Задвигав плечами, она заплакала, и сейчас же плач ее перешел в визг, а за визгом послышалось пение, от которого совсем сбитый с толку Павлик отступил к стене:
Сред-ди д-олины… ровные…
На г-гладкой… высс… соте…
Павлик пришел в себя от изумления лишь тогда, когда заметил подле тетки тревожное и смущенное лицо мамы.
— Фиса, — говорила Елизавета Николаевна укоризненно и качала головой, добавляя что-то по-французски.
По-видимому, хмель, наконец, соскочил с тетки; Павлик заметил, что при появлении матери отсел в сторону и Торчаков и затем сейчас же стал шарить по подоконнику, отыскивая свой картуз.
— Помоги мне, Васена, уложить сестру. Она нездорова! — сказала еще Елизавета Николаевна прислуге, и обе подняли жирную тушу Анфы и повели ее, пошатывающуюся, в спальню, а Павлик все смотрел вслед уходившему Торчакову и думал: «Неужели это и есть то самое… «не прелюбы сотвори»?»

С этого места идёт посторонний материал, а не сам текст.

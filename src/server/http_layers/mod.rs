mod analysis_delay;
mod http_cache;
mod requests_logging;

pub use analysis_delay::analysis_delay;
#[cfg(feature = "slowdown")]
pub use analysis_delay::slowdown_request;
pub use http_cache::http_cache;
pub use requests_logging::{log_requests, RequestsLoggingLevel};
use serde::Serialize;

#[derive(Clone, Copy, Serialize, Debug, PartialEq, Eq)]
#[serde(rename_all = "lowercase")]
pub enum PlanId {
    Monthly,
    Yearly,
}

impl PlanId {
    pub fn parse(s: &str) -> Option<PlanId> {
        match s.trim().to_ascii_lowercase().as_str() {
            "monthly" => Some(PlanId::Monthly),
            "yearly" => Some(PlanId::Yearly),
            _ => None,
        }
    }
}

#[derive(Serialize, Debug, PartialEq)]
pub struct Plan {
    pub id: PlanId,
    pub price: f64,
    pub period: &'static str,
    pub savings: Option<&'static str>,
}

#[derive(Serialize, Debug, PartialEq)]
pub struct PremiumFeature {
    pub title: &'static str,
    pub description: &'static str,
}

pub const PLANS: &[Plan] = &[
    Plan {
        id: PlanId::Monthly,
        price: 9.99,
        period: "month",
        savings: None,
    },
    Plan {
        id: PlanId::Yearly,
        price: 79.99,
        period: "year",
        savings: Some("33% off"),
    },
];

pub const PREMIUM_FEATURES: &[PremiumFeature] = &[
    PremiumFeature {
        title: "Custom Scent Builder",
        description: "Create unlimited custom fragrance profiles with note matching",
    },
    PremiumFeature {
        title: "P2P Marketplace Access",
        description: "Buy and sell rare fragrances with verified collectors",
    },
    PremiumFeature {
        title: "Deal Finder",
        description: "The best fragrance deals across partner stores",
    },
];

pub fn find_plan(id: PlanId) -> &'static Plan {
    match id {
        PlanId::Monthly => &PLANS[0],
        PlanId::Yearly => &PLANS[1],
    }
}

#[cfg(test)]
mod tests {
    use super::*;

    #[test]
    fn finds_plans_by_id() {
        assert_eq!(find_plan(PlanId::Monthly).price, 9.99);
        assert_eq!(find_plan(PlanId::Yearly).savings, Some("33% off"));
        assert_eq!(PlanId::parse(" Yearly"), Some(PlanId::Yearly));
        assert_eq!(PlanId::parse("weekly"), None);
    }
}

Странно и жутко было это. Оно облипало буквально всю жизнь. Куда ни взгляни — люди везде делали что-то темное, подозрительное, везде сходились друг с другом и вели себя пугающе-жутко. Оно настолько было общо всем, что буквально нельзя было ступить шага, чтобы не натолкнуться на это; начиная с чудесной женщины с золотыми волосами и кончая мерзким Клещухиным, все были во власти чего-то стыдного, что порою скрывалось, но порою выплывало на свет во всем жутком безобразии. Странно и непонятно было то, что этим занималось даже такое старое и неказистое чудовище, как тетка. Стало быть, все это было такое сильное в жизни, что захватывало даже обломки и развалины человечества; правда, никогда ранее не замечалось того за теткой; она была груба, неприятна, скупа; но прежде она никогда не обнималась с мужчинами, да еще такими противными, седыми, пьяными, неприятными на вид.

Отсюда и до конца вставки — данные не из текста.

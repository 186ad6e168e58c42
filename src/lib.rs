//! scent.co catalog server library
//!
//! Fragrance catalog, note-overlap matcher and the storefront flows built on
//! it, exposed for the binaries and the end-to-end tests.

pub mod catalog;
pub mod config;
pub mod recommend;
pub mod scent;
pub mod search;
pub mod server;
pub mod shop;
pub mod user;

// Re-export commonly used types for convenience
pub use catalog::{load_catalog, Catalog};
pub use scent::{match_profile, FlowSettings, MatchResult, ScentProfile};
pub use server::{run_server, RequestsLoggingLevel};
use super::{rank_candidates, signature_profile};
use crate::catalog::{Catalog, Fragrance, Season, Tier};
use crate::scent::{FlowSettings, MatchResult, ScentProfile};
use serde::{Deserialize, Serialize};

const ENERGETIC: &[(Tier, &str, u8)] = &[
    (Tier::Top, "Bergamot", 8),
    (Tier::Top, "Lemon", 7),
    (Tier::Top, "Lime", 6),
    (Tier::Top, "Orange", 6),
];
const ROMANTIC: &[(Tier, &str, u8)] = &[
    (Tier::Middle, "Rose", 8),
    (Tier::Middle, "Jasmine", 8),
    (Tier::Middle, "Ylang-Ylang", 6),
    (Tier::Base, "Vanilla", 5),
];
const CALM: &[(Tier, &str, u8)] = &[
    (Tier::Middle, "Lavender", 6),
    (Tier::Base, "Sandalwood", 8),
    (Tier::Base, "Cedar", 7),
    (Tier::Base, "Vanilla", 6),
];
const CONFIDENT: &[(Tier, &str, u8)] = &[
    (Tier::Top, "Pepper", 7),
    (Tier::Top, "Bergamot", 6),
    (Tier::Middle, "Lavender", 5),
    (Tier::Base, "Amber", 6),
    (Tier::Base, "Cedar", 6),
];
const COZY: &[(Tier, &str, u8)] = &[
    (Tier::Base, "Vanilla", 9),
    (Tier::Base, "Amber", 8),
    (Tier::Base, "Musk", 6),
    (Tier::Base, "Tonka Bean", 6),
];
const MYSTERIOUS: &[(Tier, &str, u8)] = &[
    (Tier::Base, "Patchouli", 8),
    (Tier::Base, "Oud", 7),
    (Tier::Base, "Incense", 7),
    (Tier::Base, "Amber", 5),
];
const FRESH: &[(Tier, &str, u8)] = &[
    (Tier::Top, "Bergamot", 8),
    (Tier::Top, "Lemon", 7),
    (Tier::Top, "Lime", 6),
    (Tier::Base, "Musk", 4),
];
const VIBRANT: &[(Tier, &str, u8)] = &[
    (Tier::Top, "Lemon", 8),
    (Tier::Top, "Orange", 7),
    (Tier::Top, "Grapefruit", 6),
    (Tier::Middle, "Ginger", 6),
];
const RELAXED: &[(Tier, &str, u8)] = &[
    (Tier::Middle, "Lavender", 8),
    (Tier::Base, "Sandalwood", 7),
    (Tier::Base, "Vanilla", 6),
    (Tier::Base, "Musk", 5),
];
const SOPHISTICATED: &[(Tier, &str, u8)] = &[
    (Tier::Top, "Saffron", 7),
    (Tier::Middle, "Jasmine", 6),
    (Tier::Base, "Amber", 6),
    (Tier::Base, "Sandalwood", 7),
    (Tier::Base, "Oud", 5),
];

/// Moods offered by the quick mood match.
#[derive(Clone, Copy, Serialize, Deserialize, Debug, PartialEq, Eq)]
#[serde(rename_all = "lowercase")]
pub enum MatchMood {
    Energetic,
    Romantic,
    Calm,
    Confident,
    Cozy,
    Mysterious,
}

impl MatchMood {
    pub const ALL: [MatchMood; 6] = [
        MatchMood::Energetic,
        MatchMood::Romantic,
        MatchMood::Calm,
        MatchMood::Confident,
        MatchMood::Cozy,
        MatchMood::Mysterious,
    ];

    pub fn label(self) -> &'static str {
        match self {
            MatchMood::Energetic => "Energetic & Vibrant",
            MatchMood::Romantic => "Romantic & Dreamy",
            MatchMood::Calm => "Calm & Peaceful",
            MatchMood::Confident => "Confident & Bold",
            MatchMood::Cozy => "Cozy & Comfortable",
            MatchMood::Mysterious => "Mysterious & Alluring",
        }
    }

    fn accepts(self, fragrance: &Fragrance) -> bool {
        let notes = &fragrance.notes;
        match self {
            MatchMood::Energetic => {
                notes.tier_contains_any(Tier::Top, &["Bergamot", "Lemon", "Lime", "Orange"])
                    || fragrance.has_mood("Fresh")
            }
            MatchMood::Romantic => {
                notes.tier_contains_any(Tier::Middle, &["Rose", "Jasmine", "Ylang-Ylang"])
                    || fragrance.has_mood("Romantic")
            }
            MatchMood::Calm => {
                notes.tier_contains_any(Tier::Base, &["Sandalwood", "Cedar", "Vanilla"])
                    || fragrance.has_mood("Calm")
            }
            MatchMood::Confident => fragrance.projection >= 7 || fragrance.has_mood("Confident"),
            MatchMood::Cozy => notes.tier_contains_any(Tier::Base, &["Vanilla", "Amber", "Musk"]),
            MatchMood::Mysterious => {
                notes.tier_contains_any(Tier::Base, &["Patchouli", "Oud", "Incense"])
                    || fragrance.has_mood("Mysterious")
            }
        }
    }

    fn signature(self) -> ScentProfile {
        signature_profile(match self {
            MatchMood::Energetic => ENERGETIC,
            MatchMood::Romantic => ROMANTIC,
            MatchMood::Calm => CALM,
            MatchMood::Confident => CONFIDENT,
            MatchMood::Cozy => COZY,
            MatchMood::Mysterious => MYSTERIOUS,
        })
    }

    fn reason(self, fragrance: &Fragrance) -> String {
        let notes = &fragrance.notes;
        match self {
            MatchMood::Energetic => format!(
                "The bright {} opening energizes and uplifts your spirit",
                notes.top.join(" and ")
            ),
            MatchMood::Romantic => format!(
                "Sensual {} creates an intimate, romantic aura",
                notes.middle.join(" and ")
            ),
            MatchMood::Calm => format!(
                "Soothing {} base notes promote tranquility and peace",
                notes.base.join(" and ")
            ),
            MatchMood::Confident => {
                "Bold projection and sophisticated composition commands attention and respect"
                    .to_string()
            }
            MatchMood::Cozy => {
                "Warm, comforting notes wrap you in a cozy embrace like your favorite sweater"
                    .to_string()
            }
            MatchMood::Mysterious => {
                "Deep, complex composition creates an air of intrigue and sophistication".to_string()
            }
        }
    }
}

/// Moods offered by the longer mood questionnaire.
#[derive(Clone, Copy, Serialize, Deserialize, Debug, PartialEq, Eq)]
#[serde(rename_all = "lowercase")]
pub enum RecommendationMood {
    Fresh,
    Romantic,
    Confident,
    Energetic,
    Calm,
    Sophisticated,
}

impl RecommendationMood {
    pub const ALL: [RecommendationMood; 6] = [
        RecommendationMood::Fresh,
        RecommendationMood::Romantic,
        RecommendationMood::Confident,
        RecommendationMood::Energetic,
        RecommendationMood::Calm,
        RecommendationMood::Sophisticated,
    ];

    pub fn label(self) -> &'static str {
        match self {
            RecommendationMood::Fresh => "Fresh & Clean",
            RecommendationMood::Romantic => "Romantic & Dreamy",
            RecommendationMood::Confident => "Confident & Bold",
            RecommendationMood::Energetic => "Energetic & Vibrant",
            RecommendationMood::Calm => "Calm & Relaxed",
            RecommendationMood::Sophisticated => "Sophisticated & Elegant",
        }
    }

    fn accepts(self, fragrance: &Fragrance) -> bool {
        let notes = &fragrance.notes;
        match self {
            RecommendationMood::Fresh => {
                fragrance.has_mood("Fresh")
                    || fragrance.has_season(Season::Summer)
                    || notes.tier_contains_any(Tier::Top, &["Bergamot", "Lemon", "Lime"])
            }
            RecommendationMood::Romantic => {
                fragrance.has_mood("Romantic")
                    || fragrance.has_occasion("Date Night")
                    || notes.tier_contains_any(Tier::Middle, &["Rose", "Jasmine"])
            }
            RecommendationMood::Confident => {
                fragrance.has_mood("Confident")
                    || fragrance.has_mood("Bold")
                    || fragrance.projection >= 7
            }
            // No gate, the signature profile alone decides.
            RecommendationMood::Energetic
            | RecommendationMood::Calm
            | RecommendationMood::Sophisticated => true,
        }
    }

    fn signature(self) -> ScentProfile {
        signature_profile(match self {
            RecommendationMood::Fresh => FRESH,
            RecommendationMood::Romantic => ROMANTIC,
            RecommendationMood::Confident => CONFIDENT,
            RecommendationMood::Energetic => VIBRANT,
            RecommendationMood::Calm => RELAXED,
            RecommendationMood::Sophisticated => SOPHISTICATED,
        })
    }

    fn reason(self, fragrance: &Fragrance) -> String {
        let notes = &fragrance.notes;
        match self {
            RecommendationMood::Fresh => format!(
                "Perfect for your fresh mood with bright {} opening",
                notes.top.join(", ")
            ),
            RecommendationMood::Romantic => format!(
                "Ideal for romantic moments with sensual {} heart",
                notes.middle.join(", ")
            ),
            RecommendationMood::Confident => {
                "Matches your confident energy with bold projection and lasting power".to_string()
            }
            RecommendationMood::Energetic => {
                "Energizing blend that complements your vibrant mood".to_string()
            }
            RecommendationMood::Calm => "Soothing composition perfect for relaxation".to_string(),
            RecommendationMood::Sophisticated => {
                "Elegant and refined, matching your sophisticated taste".to_string()
            }
        }
    }
}

pub fn mood_match(catalog: &Catalog, mood: MatchMood, settings: FlowSettings) -> Vec<MatchResult<'_>> {
    let mut results = rank_candidates(catalog, |f| mood.accepts(f), &mood.signature(), settings);
    for result in results.iter_mut() {
        result.reason = mood.reason(result.fragrance);
    }
    results
}

pub fn mood_recommendations(
    catalog: &Catalog,
    mood: RecommendationMood,
    settings: FlowSettings,
) -> Vec<MatchResult<'_>> {
    let mut results = rank_candidates(catalog, |f| mood.accepts(f), &mood.signature(), settings);
    for result in results.iter_mut() {
        result.reason = mood.reason(result.fragrance);
    }
    results
}
//! Fixed vocabularies the storefront offers for note, mood and occasion pickers.

pub const ALL_FRAGRANCE_NOTES: &[&str] = &[
    "Bergamot",
    "Lemon",
    "Orange",
    "Grapefruit",
    "Lime",
    "Mandarin",
    "Lavender",
    "Rose",
    "Jasmine",
    "Ylang-Ylang",
    "Geranium",
    "Neroli",
    "Sandalwood",
    "Cedar",
    "Vetiver",
    "Patchouli",
    "Oakmoss",
    "Amber",
    "Vanilla",
    "Musk",
    "Tonka Bean",
    "Benzoin",
    "Oud",
    "Incense",
    "Pepper",
    "Cinnamon",
    "Cardamom",
    "Ginger",
    "Nutmeg",
    "Clove",
    "Apple",
    "Peach",
    "Pear",
    "Blackcurrant",
    "Strawberry",
    "Pineapple",
    "Sea Salt",
    "Ozone",
    "Water Lily",
    "Marine Notes",
    "Seaweed",
];

pub const MOOD_CATEGORIES: &[&str] = &[
    "Fresh & Clean",
    "Romantic & Seductive",
    "Confident & Bold",
    "Calm & Relaxing",
    "Energetic & Vibrant",
    "Mysterious & Dark",
    "Elegant & Sophisticated",
    "Playful & Fun",
];

pub const OCCASION_CATEGORIES: &[&str] = &[
    "Daily Wear",
    "Office & Professional",
    "Date Night",
    "Special Events",
    "Beach & Vacation",
    "Winter Evenings",
    "Spring Days",
    "Gym & Sports",
];

/// Comparison key for note names: trimmed, Unicode lowercase. Profiles and
/// the matcher both dedupe notes on this key.
pub fn note_key(name: &str) -> String {
    name.trim().to_lowercase()
}

pub fn same_note(a: &str, b: &str) -> bool {
    note_key(a) == note_key(b)
}

/// Returns the canonical spelling of a known note, matching case-insensitively.
pub fn canonical_note(name: &str) -> Option<&'static str> {
    ALL_FRAGRANCE_NOTES
        .iter()
        .find(|n| same_note(n, name))
        .copied()
}
use crate::catalog::Concentration;
use serde::{Deserialize, Serialize};

#[derive(Clone, Serialize, Deserialize, Debug, PartialEq, Default)]
pub struct UserPreferences {
    #[serde(default)]
    pub favorite_notes: Vec<String>,
    #[serde(default)]
    pub disliked_notes: Vec<String>,
    #[serde(default)]
    pub preferred_concentrations: Vec<Concentration>,
}

/// A shopper account from the fixture data.
#[derive(Clone, Serialize, Deserialize, Debug, PartialEq)]
pub struct User {
    pub id: String,
    pub handle: String,
    pub name: String,
    #[serde(default)]
    pub is_premium: bool,
    #[serde(default)]
    pub preferences: UserPreferences,
}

Антонина Эрастовна была красивая; дядя Евгений с его носом луковкой тоже красавец; красивый был и рыжебородый муж Антонины Эрастовны, и все эти дядины Машки и Глашки. Но чтобы это же самое было между такими старыми и безобразными, как Торчаков и тетка, это было выше понимания Павлика. Кроме того, и Торчаков был женат. Павел видел раз на базаре тучную краснощекую женщину в зеленом шелковом платье, это была жена Торчакова, и она, с ее тремя подбородками, была, во всяком случае, более красивой, чем Анфа. В чем же было дело, что и этот, даже этот, это чудовище находило нужным менять свою трехэтажную супругу на мерзкую тетку?

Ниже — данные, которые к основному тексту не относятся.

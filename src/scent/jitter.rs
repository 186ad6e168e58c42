use super::matcher::{MatchResult, MAX_SCORE};
use rand::Rng;

/// Nudges each score up by a random amount in `0..=max_offset`, capped at
/// the maximum score. Order and membership are left as they are.
pub fn apply_jitter<R: Rng + ?Sized>(results: &mut [MatchResult<'_>], rng: &mut R, max_offset: u8) {
    if max_offset == 0 {
        return;
    }
    for result in results.iter_mut() {
        let offset: u8 = rng.random_range(0..=max_offset);
        result.score = result.score.saturating_add(offset).min(MAX_SCORE);
    }
}

#[cfg(test)]
mod tests {
    use super::*;
    use crate::catalog::test_utils::fragrance_with_notes;
    use rand::rngs::StdRng;
    use rand::SeedableRng;

    #[test]
    fn keeps_order_and_bounds() {
        let a = fragrance_with_notes("a", &["Rose"], &[], &[]);
        let b = fragrance_with_notes("b", &["Lemon"], &[], &[]);
        let mut results = vec![
            MatchResult {
                fragrance: &a,
                score: 97,
                matching_notes: vec![],
                reason: String::new(),
            },
            MatchResult {
                fragrance: &b,
                score: 40,
                matching_notes: vec![],
                reason: String::new(),
            },
        ];
        let mut rng = StdRng::seed_from_u64(42);
        for _ in 0..20 {
            apply_jitter(&mut results, &mut rng, 5);
        }
        assert_eq!(results[0].fragrance.id, "a");
        assert_eq!(results[0].score, MAX_SCORE);
        assert!(results[1].score >= 40 && results[1].score <= MAX_SCORE);
    }

    #[test]
    fn zero_offset_changes_nothing() {
        let a = fragrance_with_notes("a", &["Rose"], &[], &[]);
        let mut results = vec![MatchResult {
            fragrance: &a,
            score: 50,
            matching_notes: vec![],
            reason: String::new(),
        }];
        apply_jitter(&mut results, &mut rand::rng(), 0);
        assert_eq!(results[0].score, 50);
    }
}
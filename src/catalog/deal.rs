use serde::{Deserialize, Serialize};

#[derive(Clone, Serialize, Deserialize, Debug, PartialEq)]
pub struct Deal {
    pub id: String,
    pub fragrance_id: String,
    pub store: String,
    pub original_price: f64,
    pub discounted_price: f64,
    pub discount_percentage: u8,
    #[serde(default, skip_serializing_if = "Option::is_none")]
    pub coupon_code: Option<String>,
    pub valid_until: String,
    pub url: String,
    pub in_stock: bool,
}
mod cart;
mod discover;
mod notifications;
mod premium;
mod wishlist;

pub use cart::{
    Cart, CartError, CartItem, CartLine, CartView, OrderSummary, DEFAULT_SIZE,
    MAX_QUANTITY,
};
pub use discover::{DiscoverDeck, DiscoverError, DiscoverView, SwipeDirection};
pub use notifications::{Inbox, NotificationError, NotificationInbox, NotificationView};
pub use premium::{find_plan, Plan, PlanId, PremiumFeature, PLANS, PREMIUM_FEATURES};
pub use wishlist::{Wishlist, WishlistItem, WishlistSort};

Опять ночь, опять не спит Павлик, вздыхает, ворочается, мучительно думает. Да, плетется между людьми что-то тайное и безобразное, что они скрывают, какая-то паучья сеть, которой все бегут и в которую все попадают. И молодые и старые, и красивые и безобразные, богатые и бедные, дети и взрослые — все как-то опутаны этим стыдным и жутким, что так необоримо ни для кого. И он, Павлик, через Пашку и другую, через красивую Лелю и лукавую Линочку впутывается в это жуткое марево, постепенно превращаясь из наблюдателя в действующее лицо, а над всеми этими Лелями, Пашками и Линочками незримо реет бледное прекрасное лицо со строгими, неулыбающимися глазами — лицо Таси, его единственной Таси, которой он обречен. Вот уж действительно выходит «прелюбы» — какое-то необычное сплетение «любовей», одна другой страннее, загадочнее, и в этом море «прелюбы», среди шумящего водоворота страстей, злых, загадочных и манящих дел, одиноко идет маленький, черноглазый, с непорочными бровями, никак не могущий понять, что такое с людьми и с ним.